The CDC also suggests increasing
access to the proper services for victims. Day One reports positive interactions
with the Providence Police, but based on the W&I nurse’s report, they still
need better training in responding to sex crimes. Day One has also been trying
to expand their services, but they could use more funds. There is a large
number of victims who need their services, especially in Providence, where
rates of sexual violence are very high, partly due to human trafficking.
Peg
Langhammer, Executive Director of Day One, says in a recent video that
“there hasn’t been a coordinated community response to this issue [of child sex
trafficking].” It is Day One, not City Hall, who are taking the initiative in
trying to fill this need. Is someone like Cianci going to take the need for
greater efforts on the part of City Hall seriously? Can a man who is himself
prone to violence effectively campaign to reduce violence?
My rapist walks free, as does the man
Ruth Bandlow accused. When Nancy Laffey, a reporter for Milwaukee’s Channel 12,
interviewed Bandlow in 1977, she showed her Cianci’s yearbook photo. She burst
into tears, saying, “I can’t even look at him.”
I often think of her now as I walk or
drive around the city, and I see sign after sign with his face and his name
looming over the streets and sidewalks. To endorse a man is to forgive his past
actions. Those who post the Cianci signs are forgiving what police considered
strong evidence of a rape and stories from partners who said they were in
physical and emotional pain living with him–not to mention a conviction for
kidnapping and torture.
With their signs, they are saying none
of that matters. The signs, and Buddy Cianci’s lead in mayoral-campaign polls,
are symbols of the apathy the public feels towards rape victims. Peg Langhammer of Day One says that “it takes an
entire community to effectively respond to this issue.” Cianci won’t respond.

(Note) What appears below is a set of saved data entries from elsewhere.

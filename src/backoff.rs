//! # Reconnect Backoff
//!
//! Pure retry-delay computation: the nth failure of a streak sleeps
//! `min(base * multiplier^(n-1), cap)` before the next attempt, up to a hard
//! attempt ceiling. The caller owns the failure counter and resets it to
//! zero on every successful open, so a prolonged stable connection followed
//! by a single drop retries at the fast end of the curve.

use std::time::Duration;

/// Retry delay policy
#[derive(Debug, Clone)]
pub struct ReconnectPolicy {
    /// First-retry delay
    pub base: Duration,
    /// Growth factor per retry
    pub multiplier: f64,
    /// Delay ceiling
    pub cap: Duration,
    /// Total connection attempts allowed per failure streak
    pub max_attempts: u32,
}

impl Default for ReconnectPolicy {
    fn default() -> Self {
        Self {
            base: Duration::from_millis(1000),
            multiplier: 1.5,
            cap: Duration::from_millis(30_000),
            max_attempts: 20,
        }
    }
}

impl ReconnectPolicy {
    /// Create a policy with the default curve and a custom attempt ceiling
    pub fn with_max_attempts(max_attempts: u32) -> Self {
        Self {
            max_attempts,
            ..Self::default()
        }
    }

    /// Delay before the next attempt after the given number of consecutive
    /// failures (1 for the first failure of a streak).
    ///
    /// Returns `None` once the failed attempts have spent the whole budget:
    /// with `max_attempts = N`, exactly N attempts are made and the Nth
    /// failure schedules nothing.
    pub fn delay(&self, failures: u32) -> Option<Duration> {
        if failures >= self.max_attempts {
            return None;
        }

        let exponent = failures.saturating_sub(1);
        let ms = self.base.as_millis() as f64 * self.multiplier.powi(exponent as i32);
        let ms = ms.min(self.cap.as_millis() as f64);
        Some(Duration::from_millis(ms as u64))
    }
}

#[cfg(test)]
mod tests {
    use super::*;

    fn delay_ms(policy: &ReconnectPolicy, failures: u32) -> u64 {
        policy.delay(failures).unwrap().as_millis() as u64
    }

    #[test]
    fn test_backoff_sequence() {
        let policy = ReconnectPolicy::default();

        assert_eq!(delay_ms(&policy, 1), 1000);
        assert_eq!(delay_ms(&policy, 2), 1500);
        assert_eq!(delay_ms(&policy, 3), 2250);
        assert_eq!(delay_ms(&policy, 4), 3375);
        assert_eq!(delay_ms(&policy, 5), 5062);
    }

    #[test]
    fn test_backoff_clamped_at_cap() {
        let policy = ReconnectPolicy::default();

        // 1000 * 1.5^9 ≈ 38443 > 30000
        assert_eq!(delay_ms(&policy, 10), 30_000);
        assert_eq!(delay_ms(&policy, 19), 30_000);
    }

    #[test]
    fn test_attempt_ceiling() {
        let policy = ReconnectPolicy::default();
        assert!(policy.delay(19).is_some());
        assert!(policy.delay(20).is_none());
        assert!(policy.delay(100).is_none());
    }

    #[test]
    fn test_custom_ceiling_spends_the_whole_budget() {
        // max_attempts = 2: the first failure schedules the second attempt,
        // the second failure schedules nothing.
        let policy = ReconnectPolicy::with_max_attempts(2);
        assert_eq!(policy.delay(1), Some(Duration::from_millis(1000)));
        assert_eq!(policy.delay(2), None);
    }

    #[test]
    fn test_counter_reset_restarts_curve() {
        // The caller resets the failure counter after a successful open;
        // the next streak starts back at the base delay.
        let policy = ReconnectPolicy::default();
        assert_eq!(delay_ms(&policy, 12), 30_000);
        assert_eq!(delay_ms(&policy, 1), 1000);
    }
}
//! Shared test fixtures: a scripted in-memory connector standing in for
//! the WebSocket transport.

#![allow(dead_code)]

use std::sync::atomic::{AtomicU32, Ordering};
use std::sync::{Arc, Mutex};

use futures_util::future::BoxFuture;
use tokio::sync::mpsc;

use eventline::{
    ClientError, ClientResult, Connector, EventHandler, RealtimeEvent, Transport,
};

/// Server-side handle to one mock transport.
///
/// Dropping the handle drops the frame sender, which the client observes
/// as the transport closing.
pub struct ServerHandle {
    /// Frames pushed here arrive on the client's inbound stream
    pub frames: mpsc::Sender<String>,
    /// Frames the client sent (keepalive pings)
    pub sent: mpsc::Receiver<String>,
}

/// Connector whose first `fail_first` connection attempts are refused;
/// every later attempt yields a fresh in-memory transport whose server
/// side is published on the handle channel.
pub struct MockConnector {
    fail_first: u32,
    attempts: AtomicU32,
    handles: Mutex<mpsc::UnboundedSender<ServerHandle>>,
}

impl MockConnector {
    pub fn new(fail_first: u32) -> (Arc<Self>, mpsc::UnboundedReceiver<ServerHandle>) {
        let (handle_tx, handle_rx) = mpsc::unbounded_channel();
        let connector = Arc::new(Self {
            fail_first,
            attempts: AtomicU32::new(0),
            handles: Mutex::new(handle_tx),
        });
        (connector, handle_rx)
    }

    /// A connector that refuses every attempt
    pub fn always_failing() -> Arc<Self> {
        Self::new(u32::MAX).0
    }

    /// Total connection attempts observed
    pub fn attempts(&self) -> u32 {
        self.attempts.load(Ordering::SeqCst)
    }
}

impl Connector for MockConnector {
    fn connect(&self, _url: &str) -> BoxFuture<'static, ClientResult<Transport>> {
        let attempt = self.attempts.fetch_add(1, Ordering::SeqCst);

        let outcome = if attempt < self.fail_first {
            Err(ClientError::ConnectionFailed("connection refused".into()))
        } else {
            let (frames_tx, inbound_rx) = mpsc::channel(64);
            let (outbound_tx, sent_rx) = mpsc::channel(64);
            let handle = ServerHandle {
                frames: frames_tx,
                sent: sent_rx,
            };
            let _ = self.handles.lock().unwrap().send(handle);
            Ok(Transport {
                outbound: outbound_tx,
                inbound: inbound_rx,
            })
        };

        Box::pin(async move { outcome })
    }
}

/// Wire form of a domain event with the given entity id
pub fn event_frame(id: &str) -> String {
    serde_json::json!({
        "topic": "orders",
        "tenant_id": "acme",
        "entity_type": "order",
        "entity_id": id,
        "event_type": "order.created",
        "payload": {},
        "ts": "2026-08-30T12:00:00Z",
        "correlation_id": null
    })
    .to_string()
}

/// Wire form of a server heartbeat
pub fn heartbeat_frame() -> String {
    r#"{"event_type":"heartbeat"}"#.to_string()
}

/// A handler that forwards each delivered entity id over a channel
pub fn channel_handler() -> (Arc<dyn EventHandler>, mpsc::UnboundedReceiver<String>) {
    let (tx, rx) = mpsc::unbounded_channel();
    let handler: Arc<dyn EventHandler> = Arc::new(move |event: &RealtimeEvent| {
        let _ = tx.send(event.entity_id.clone());
    });
    (handler, rx)
}
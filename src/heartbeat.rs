//! # Heartbeat Monitor
//!
//! Liveness bookkeeping for the active connection. Detects silently-dead
//! transports that the socket layer itself would never report as closed.
//!
//! Only a server `"heartbeat"` frame refreshes the liveness timestamp; a
//! successfully-sent ping proves nothing about the other side.

use std::sync::Mutex;
use std::time::Duration;

use tokio::time::Instant;

/// Outbound keepalive frame, sent on each tick while the transport is open
pub const PING_FRAME: &str = r#"{"type":"ping"}"#;

/// Tracks when the server last proved it was alive
#[derive(Debug)]
pub struct HeartbeatMonitor {
    interval: Duration,
    last_seen: Mutex<Instant>,
}

impl HeartbeatMonitor {
    /// Create a monitor; the connection counts as alive right now
    pub fn new(interval: Duration) -> Self {
        Self {
            interval,
            last_seen: Mutex::new(Instant::now()),
        }
    }

    /// Tick period for the driving timer
    pub fn interval(&self) -> Duration {
        self.interval
    }

    /// Record proof of liveness (a server heartbeat frame, or connection open)
    pub fn mark_alive(&self) {
        if let Ok(mut last) = self.last_seen.lock() {
            *last = Instant::now();
        }
    }

    /// Whether the connection should be treated as dead: more than twice
    /// the heartbeat interval has passed since the last proof of life.
    pub fn is_stale(&self) -> bool {
        self.last_seen
            .lock()
            .map(|last| last.elapsed() > 2 * self.interval)
            .unwrap_or(false)
    }
}
//! # Client Facade
//!
//! [`RealtimeClient`] is the single entry point composing the connection
//! task, the dispatcher, and the shared lifecycle state.
//!
//! The client is explicitly owned and constructor-injected; there is no
//! process-wide instance. Replacing a client for a new session is a
//! close-then-create at the call site: `old.destroy()` followed by
//! `RealtimeClient::new(..)`.

use std::sync::atomic::Ordering;
use std::sync::{Arc, Mutex};

use tokio::sync::mpsc;
use tokio::task::JoinHandle;

use crate::config::{ClientCallbacks, ClientConfig};
use crate::connection::{run_connection, Command, Shared};
use crate::dispatch::{Dispatcher, EventHandler, HandlerId};
use crate::event::RealtimeEvent;
use crate::state::ConnectionState;
use crate::transport::Connector;

/// Capacity of the facade-to-task command channel
const COMMAND_CHANNEL_CAPACITY: usize = 4;

/// A registered handler. Calling [`unsubscribe`](HandlerGuard::unsubscribe)
/// stops further delivery to this handler only.
///
/// Registry membership is explicit: dropping the guard does NOT remove the
/// handler.
#[derive(Debug)]
pub struct HandlerGuard {
    id: HandlerId,
    dispatcher: Arc<Dispatcher>,
}

impl HandlerGuard {
    /// The registry id of this handler
    pub fn id(&self) -> HandlerId {
        self.id
    }

    /// Remove the handler from the registry
    pub fn unsubscribe(self) {
        self.dispatcher.remove_handler(self.id);
    }
}

/// The realtime event-stream client.
///
/// One instance per logical session; only one transport is alive at a time.
/// All methods are safe to call in any state: misuse degrades to a no-op,
/// never a panic or an error.
pub struct RealtimeClient {
    config: ClientConfig,
    callbacks: ClientCallbacks,
    connector: Arc<dyn Connector>,
    dispatcher: Arc<Dispatcher>,
    shared: Arc<Shared>,
    task: Mutex<Option<(JoinHandle<()>, mpsc::Sender<Command>)>>,
}

impl RealtimeClient {
    /// Create a client. No connection is made until [`connect`](Self::connect).
    pub fn new(
        config: ClientConfig,
        callbacks: ClientCallbacks,
        connector: Arc<dyn Connector>,
    ) -> Self {
        let dispatcher = Arc::new(Dispatcher::new(config.missed_event_buffer_size));
        if let Some(handler) = &callbacks.on_event {
            dispatcher.add_handler(Arc::clone(handler));
        }

        Self {
            config,
            callbacks,
            connector,
            dispatcher,
            shared: Arc::new(Shared::new()),
            task: Mutex::new(None),
        }
    }

    /// Start the connection lifecycle.
    ///
    /// Idempotent: a no-op while a cycle is already running and after
    /// [`destroy`](Self::destroy). Calling it again after retries were
    /// exhausted starts a fresh cycle with the attempt counter reset.
    ///
    /// Must be called from within a tokio runtime.
    pub fn connect(&self) {
        if self.shared.is_destroyed() {
            return;
        }

        if let Ok(mut slot) = self.task.lock() {
            if let Some((handle, _)) = slot.as_ref() {
                if !handle.is_finished() {
                    return;
                }
            }

            self.shared.attempts.store(0, Ordering::SeqCst);
            let (cmd_tx, cmd_rx) = mpsc::channel(COMMAND_CHANNEL_CAPACITY);
            let handle = tokio::spawn(run_connection(
                self.config.clone(),
                self.callbacks.clone(),
                Arc::clone(&self.connector),
                Arc::clone(&self.dispatcher),
                Arc::clone(&self.shared),
                cmd_rx,
            ));
            *slot = Some((handle, cmd_tx));
        }
    }

    /// Register a handler for every subsequently delivered non-heartbeat
    /// event. Returns a guard whose `unsubscribe()` removes it.
    pub fn add_handler(&self, handler: Arc<dyn EventHandler>) -> HandlerGuard {
        let id = self.dispatcher.add_handler(handler);
        HandlerGuard {
            id,
            dispatcher: Arc::clone(&self.dispatcher),
        }
    }

    /// Hand an event to the dispatch path: delivered immediately while
    /// connected, buffered for the flush on the next successful connection
    /// otherwise.
    pub fn dispatch(&self, event: RealtimeEvent) {
        if self.shared.is_destroyed() {
            return;
        }
        self.dispatcher.deliver(event);
    }

    /// Whether the transport is currently open
    pub fn is_connected(&self) -> bool {
        self.shared.state.get() == ConnectionState::Open
    }

    /// Current lifecycle state
    pub fn state(&self) -> ConnectionState {
        self.shared.state.get()
    }

    /// Number of events waiting for the next successful connection
    pub fn buffered_len(&self) -> usize {
        self.dispatcher.buffered_len()
    }

    /// Terminal shutdown: cancels any pending reconnect, stops the
    /// heartbeat ticks, closes the transport, and flags the instance so no
    /// future reconnect is ever scheduled.
    ///
    /// Idempotent. After `destroy()`, `connect()` is a no-op.
    pub fn destroy(&self) {
        if self.shared.destroyed.swap(true, Ordering::SeqCst) {
            return;
        }

        // The terminal transition happens here so observers see it at once;
        // the task is woken to drop the transport and run its close path.
        self.shared.state.transition(ConnectionState::Destroyed);

        if let Ok(slot) = self.task.lock() {
            if let Some((_, cmd_tx)) = slot.as_ref() {
                let _ = cmd_tx.try_send(Command::Destroy);
            }
        }
    }
}

impl std::fmt::Debug for RealtimeClient {
    fn fmt(&self, f: &mut std::fmt::Formatter<'_>) -> std::fmt::Result {
        f.debug_struct("RealtimeClient")
            .field("url", &self.config.url)
            .field("state", &self.shared.state.get())
            .field("handlers", &self.dispatcher.handler_count())
            .finish()
    }
}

His supporters who hang his signs are declaring they won’t either.
Rape victims hide in plain sight. They
are the men, women and children all around you; they are people you love living
in silence. Ninety-seven percent of us walk around knowing our perpetrator is
still out there. When we see those signs, we hear their voice in our heads,
reminding us of what we fear most: “You don’t matter. You are nothing. I have
all the power and I always will.”
Electing Cianci mayor, giving him
power over our city once again, will make our fear a reality.
Sources:
(Note: all material attributed
to “Buddy, we hardly knew ya” from the July 24, 1978 issue of New Times is taken from secondary
sources, as the original article is not available for free online. Actually, you can read it on a secondary source - click here.)
- Breiding, Matthew J., Smith, Sharon G., Basile, Kathleen C., Walters, Mikel L., Chen, Jieru, and Merrick, Melissa T. “Prevalence and Characteristics of Sexual Violence, Stalking, and Intimate Partner Violence Victimization – National Intimate Partner and Sexual Violence Survey, United States, 2011.” Morbidity and Mortality Weekly Report. Centers for Disease Control and Prevention. 5 Sep, 2014. Web. 25 Sep, 2014.
- Cianci v. New Times Publishing Company McA a Z. United States Court of Appeals, Second Circuit. 27 Oct. 1980. OpenJurist. Web. 3 Oct. 2014.
- Day One Addressing What Matters. Perf. Peg Langhammer, Amy Battersby. DayOneSocial, 2014. YouTube.
- “Day One Representative.” Telephone interview. 10 Oct. 2014.
- Goldman, Andrew. “Why Would You Wish That on Me?” New York Times 23 June, 2013 Sunday Magazine: MM12. Web. 03 October 2014.
- Milkovitz, Amanda. “A Window on Child Sex Trafficking in Rhode Island.”Providence Journal. Providence Journal, 17 May 2014. Web. 14 Oct. 2014.
- “Reporting Rates.” RAINN. Rape, Abuse & Incest National Network, n. d. Web. 24 Sep. 2014.
- “Sexual Assault Evidence Collection.” Day One Volunteer Training. Day One, Providence, RI. June 2012. Lecture.
- Stanton, Mike. The Prince of Providence: The Rise and Fall of Buddy Cianci. New York: Random House. 2003. Print.
- UPI. “R. I. Mayor Cianci Denies Alleged Rape Incident.” The Nashua Telegraph 10 Jul. 1978: 36. Web. 03 Oct. 2014
- van Zuylen-Wood, Simon. “The Ballad of Buddy.” Boston Magazine Oct. 2014. Web. 03 Oct. 2014.